**Problem statement**
Using the listing below, work out the number of lines in which "Paginated" appears; return only that figure.

**Records provided**

▶

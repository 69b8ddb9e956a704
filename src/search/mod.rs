//! State machine behind the property search page.
//!
//! Editing filters only touches the draft; the API is contacted on explicit
//! mount, search and clear actions. The server is asked for one large batch
//! and the page buttons slice that batch locally.

pub mod pagination;
pub mod price;

use crate::application::PropertyApplication;
use crate::errors::ApplicationError;
use crate::models::filters::MAX_PAGE_SIZE;
use crate::models::{FilterCriteria, Property};
use crate::repository::PropertyReader;
use chrono::{DateTime, Utc};
use std::sync::Arc;
use tracing::{debug, info, warn};

pub use pagination::Paginated;
pub use price::{PriceSuggestion, PRICE_SUGGESTIONS};

/// Properties per visible page
pub const ITEMS_PER_PAGE: usize = 10;
/// Batch size requested from the server on every fetch
pub const FETCH_PAGE_SIZE: u32 = MAX_PAGE_SIZE;

pub const LOAD_FAILED_MESSAGE: &str = "Failed to load properties";
pub const SEARCH_FAILED_MESSAGE: &str = "Failed to search properties";

#[derive(Debug, Clone, PartialEq, Eq)]
pub enum SearchStatus {
    Idle,
    Loading,
    Loaded,
    Failed(String),
}

#[derive(Debug, Clone, Copy, PartialEq, Eq)]
pub enum FetchKind {
    Mount,
    Search,
    Clear,
}

/// An issued fetch. Only the most recently issued ticket may apply its result.
#[derive(Debug, Clone, PartialEq, Eq)]
pub struct FetchTicket {
    pub id: u64,
    pub kind: FetchKind,
    pub filters: FilterCriteria,
}

pub struct SearchView<R> {
    app: Arc<PropertyApplication<R>>,
    filters: FilterCriteria,
    applied_filters: FilterCriteria,
    results: Vec<Property>,
    baseline: Vec<Property>,
    baseline_filters: FilterCriteria,
    current_page: usize,
    total_results: usize,
    status: SearchStatus,
    latest_request: u64,
    loaded_at: Option<DateTime<Utc>>,
}

impl<R: PropertyReader> SearchView<R> {
    pub fn new(app: Arc<PropertyApplication<R>>) -> Self {
        Self {
            app,
            filters: FilterCriteria::default(),
            applied_filters: FilterCriteria::default(),
            results: Vec::new(),
            baseline: Vec::new(),
            baseline_filters: FilterCriteria::default(),
            current_page: 1,
            total_results: 0,
            status: SearchStatus::Idle,
            latest_request: 0,
            loaded_at: None,
        }
    }

    /// Create the view and run the initial unfiltered fetch
    pub async fn mount(app: Arc<PropertyApplication<R>>) -> Self {
        let mut view = Self::new(app);
        view.reload().await;
        view
    }

    /// Fetch the unfiltered batch without touching the draft
    pub async fn reload(&mut self) {
        let ticket = self.begin(FetchKind::Mount);
        self.run(ticket).await;
    }

    pub async fn search(&mut self) {
        let ticket = self.begin(FetchKind::Search);
        self.run(ticket).await;
    }

    pub async fn clear(&mut self) {
        let ticket = self.begin(FetchKind::Clear);
        self.run(ticket).await;
    }

    async fn run(&mut self, ticket: FetchTicket) {
        let result = self.app.load_properties(&ticket.filters).await;
        self.complete(ticket, result);
    }

    /// Move to `Loading` and issue a ticket for `kind`.
    ///
    /// Search and clear drop the displayed results right away so stale
    /// cards never show under the spinner.
    pub fn begin(&mut self, kind: FetchKind) -> FetchTicket {
        self.latest_request += 1;

        let filters = match kind {
            FetchKind::Mount => FilterCriteria::default().with_page_size(FETCH_PAGE_SIZE),
            FetchKind::Search => FilterCriteria {
                name: self.filters.name.clone(),
                address: self.filters.address.clone(),
                min_price: self.filters.min_price.clone(),
                max_price: self.filters.max_price.clone(),
                ..FilterCriteria::default()
            }
            .with_page(1)
            .with_page_size(FETCH_PAGE_SIZE),
            FetchKind::Clear => {
                self.filters = FilterCriteria::default();
                FilterCriteria::default().with_page_size(FETCH_PAGE_SIZE)
            }
        };

        if kind != FetchKind::Mount {
            self.clear_results();
        }
        self.status = SearchStatus::Loading;

        debug!("Issuing {:?} fetch #{} with {:?}", kind, self.latest_request, filters);

        FetchTicket {
            id: self.latest_request,
            kind,
            filters,
        }
    }

    /// Apply the outcome of `ticket`. Returns false when a newer fetch has
    /// been issued since, in which case nothing changes.
    pub fn complete(
        &mut self,
        ticket: FetchTicket,
        result: Result<Vec<Property>, ApplicationError>,
    ) -> bool {
        if ticket.id != self.latest_request {
            warn!(
                "Discarding stale {:?} fetch #{} (latest is #{})",
                ticket.kind, ticket.id, self.latest_request
            );
            return false;
        }

        match result {
            Ok(properties) => {
                info!("{:?} completed with {} properties", ticket.kind, properties.len());
                if properties.is_empty() {
                    debug!("No properties returned, filters may be too restrictive");
                }
                if ticket.kind != FetchKind::Search {
                    self.baseline = properties.clone();
                    self.baseline_filters = ticket.filters.clone();
                }
                self.total_results = properties.len();
                self.results = properties;
                self.current_page = 1;
                self.applied_filters = ticket.filters;
                self.loaded_at = Some(Utc::now());
                self.status = SearchStatus::Loaded;
            }
            Err(e) => {
                warn!("{:?} failed: {}", ticket.kind, e);
                self.clear_results();
                let message = match ticket.kind {
                    FetchKind::Search => SEARCH_FAILED_MESSAGE,
                    FetchKind::Mount | FetchKind::Clear => LOAD_FAILED_MESSAGE,
                };
                self.status = SearchStatus::Failed(message.to_string());
            }
        }

        true
    }

    fn clear_results(&mut self) {
        self.results.clear();
        self.total_results = 0;
        self.current_page = 1;
    }

    pub fn set_filters(&mut self, filters: FilterCriteria) {
        self.filters = filters;
    }

    pub fn set_name(&mut self, name: impl Into<String>) {
        self.filters.name = name.into();
    }

    pub fn set_address(&mut self, address: impl Into<String>) {
        self.filters.address = address.into();
    }

    pub fn set_min_price(&mut self, min_price: impl Into<String>) {
        self.filters.min_price = min_price.into();
    }

    pub fn set_max_price(&mut self, max_price: impl Into<String>) {
        self.filters.max_price = max_price.into();
    }

    pub fn apply_price_suggestion(&mut self, suggestion: &PriceSuggestion) {
        debug!("Applying price suggestion {}", suggestion.label);
        self.filters.min_price = suggestion.min.to_string();
        self.filters.max_price = suggestion.max.to_string();
    }

    /// Jump to `page`, clamped to the pages that exist. Local only.
    pub fn set_page(&mut self, page: usize) {
        let last = self.total_pages().max(1);
        self.current_page = page.clamp(1, last);
    }

    pub fn next_page(&mut self) {
        if self.page().has_next() {
            self.current_page += 1;
        }
    }

    pub fn previous_page(&mut self) {
        if self.page().has_previous() {
            self.current_page -= 1;
        }
    }

    /// Offered when a load came back empty
    pub fn can_reset(&self) -> bool {
        self.status == SearchStatus::Loaded && self.results.is_empty()
    }

    /// Bring back the last unfiltered batch without contacting the server
    pub fn reset_search(&mut self) -> bool {
        if !self.can_reset() {
            return false;
        }
        self.filters = FilterCriteria::default();
        self.results = self.baseline.clone();
        self.applied_filters = self.baseline_filters.clone();
        self.total_results = self.results.len();
        self.current_page = 1;
        true
    }

    pub fn status(&self) -> &SearchStatus {
        &self.status
    }

    pub fn is_loading(&self) -> bool {
        self.status == SearchStatus::Loading
    }

    pub fn error(&self) -> Option<&str> {
        match &self.status {
            SearchStatus::Failed(message) => Some(message),
            _ => None,
        }
    }

    /// The draft shown in the filter form
    pub fn filters(&self) -> &FilterCriteria {
        &self.filters
    }

    /// Filters behind the currently loaded results
    pub fn applied_filters(&self) -> &FilterCriteria {
        &self.applied_filters
    }

    /// Every property of the last fetch
    pub fn results(&self) -> &[Property] {
        &self.results
    }

    pub fn total_results(&self) -> usize {
        self.total_results
    }

    pub fn current_page(&self) -> usize {
        self.current_page
    }

    pub fn total_pages(&self) -> usize {
        pagination::total_pages(self.total_results, ITEMS_PER_PAGE)
    }

    pub fn page(&self) -> Paginated<'_, Property> {
        Paginated::new(&self.results, self.current_page, ITEMS_PER_PAGE)
    }

    pub fn visible_properties(&self) -> &[Property] {
        self.page().items
    }

    pub fn loaded_at(&self) -> Option<DateTime<Utc>> {
        self.loaded_at
    }
}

◀

**Task result**
3